#### About this exercise:
From the first line to the last, copy the data below word for word.
[[ Data supplied open ]]
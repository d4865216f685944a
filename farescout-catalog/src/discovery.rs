use farescout_core::{CoreError, CoreResult};
use farescout_shared::ScoredDestination;
use std::sync::Arc;

use crate::airports::AirportDirectory;
use crate::destination::Catalog;
use crate::scoring::DestinationScorer;

/// Destination discovery entry point
pub struct Discovery {
    catalog: Arc<Catalog>,
    airports: AirportDirectory,
    scorer: DestinationScorer,
}

impl Discovery {
    pub fn new(catalog: Arc<Catalog>, airports: AirportDirectory, scorer: DestinationScorer) -> Self {
        Self {
            catalog,
            airports,
            scorer,
        }
    }

    pub fn catalog(&self) -> &Catalog {
        &self.catalog
    }

    /// Scores the catalog for a trip from `origin_code` within `budget`
    pub fn discover(
        &self,
        origin_code: &str,
        budget: i32,
        max_distance: Option<f64>,
    ) -> CoreResult<Vec<ScoredDestination>> {
        let code = origin_code.trim().to_ascii_uppercase();
        if budget <= 0 {
            return Err(CoreError::Validation("budget must be positive".to_string()));
        }

        let origin = self
            .airports
            .resolve(&code)
            .ok_or_else(|| CoreError::Validation(format!("unknown origin airport '{}'", code)))?;

        let scored = self.scorer.score(&self.catalog, origin, budget, max_distance);
        tracing::debug!(origin = %code, budget, results = scored.len(), "Destinations scored");
        Ok(scored)
    }
}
[[ Data supplied closed ]]
#### Result for this task:
repository d4865216f685944a
filename farescout-catalog/src/discovery.rs
use farescout_core::{CoreError, CoreResult};
use farescout_shared::ScoredDestination;
use std::sync::Arc;

use crate::airports::AirportDirectory;
use crate::destination::Catalog;
use crate::scoring::DestinationScorer;

/// Destination discovery entry point
pub struct Discovery {
    catalog: Arc<Catalog>,
    airports: AirportDirectory,
    scorer: DestinationScorer,
}

impl Discovery {
    pub fn new(catalog: Arc<Catalog>, airports: AirportDirectory, scorer: DestinationScorer) -> Self {
        Self {
            catalog,
            airports,
            scorer,
        }
    }

    pub fn catalog(&self) -> &Catalog {
        &self.catalog
    }

    /// Scores the catalog for a trip from `origin_code` within `budget`
    pub fn discover(
        &self,
        origin_code: &str,
        budget: i32,
        max_distance: Option<f64>,
    ) -> CoreResult<Vec<ScoredDestination>> {
        let code = origin_code.trim().to_ascii_uppercase();
        if budget <= 0 {
            return Err(CoreError::Validation("budget must be positive".to_string()));
        }

        let origin = self
            .airports
            .resolve(&code)
            .ok_or_else(|| CoreError::Validation(format!("unknown origin airport '{}'", code)))?;

        let scored = self.scorer.score(&self.catalog, origin, budget, max_distance);
        tracing::debug!(origin = %code, budget, results = scored.len(), "Destinations scored");
        Ok(scored)
    }
}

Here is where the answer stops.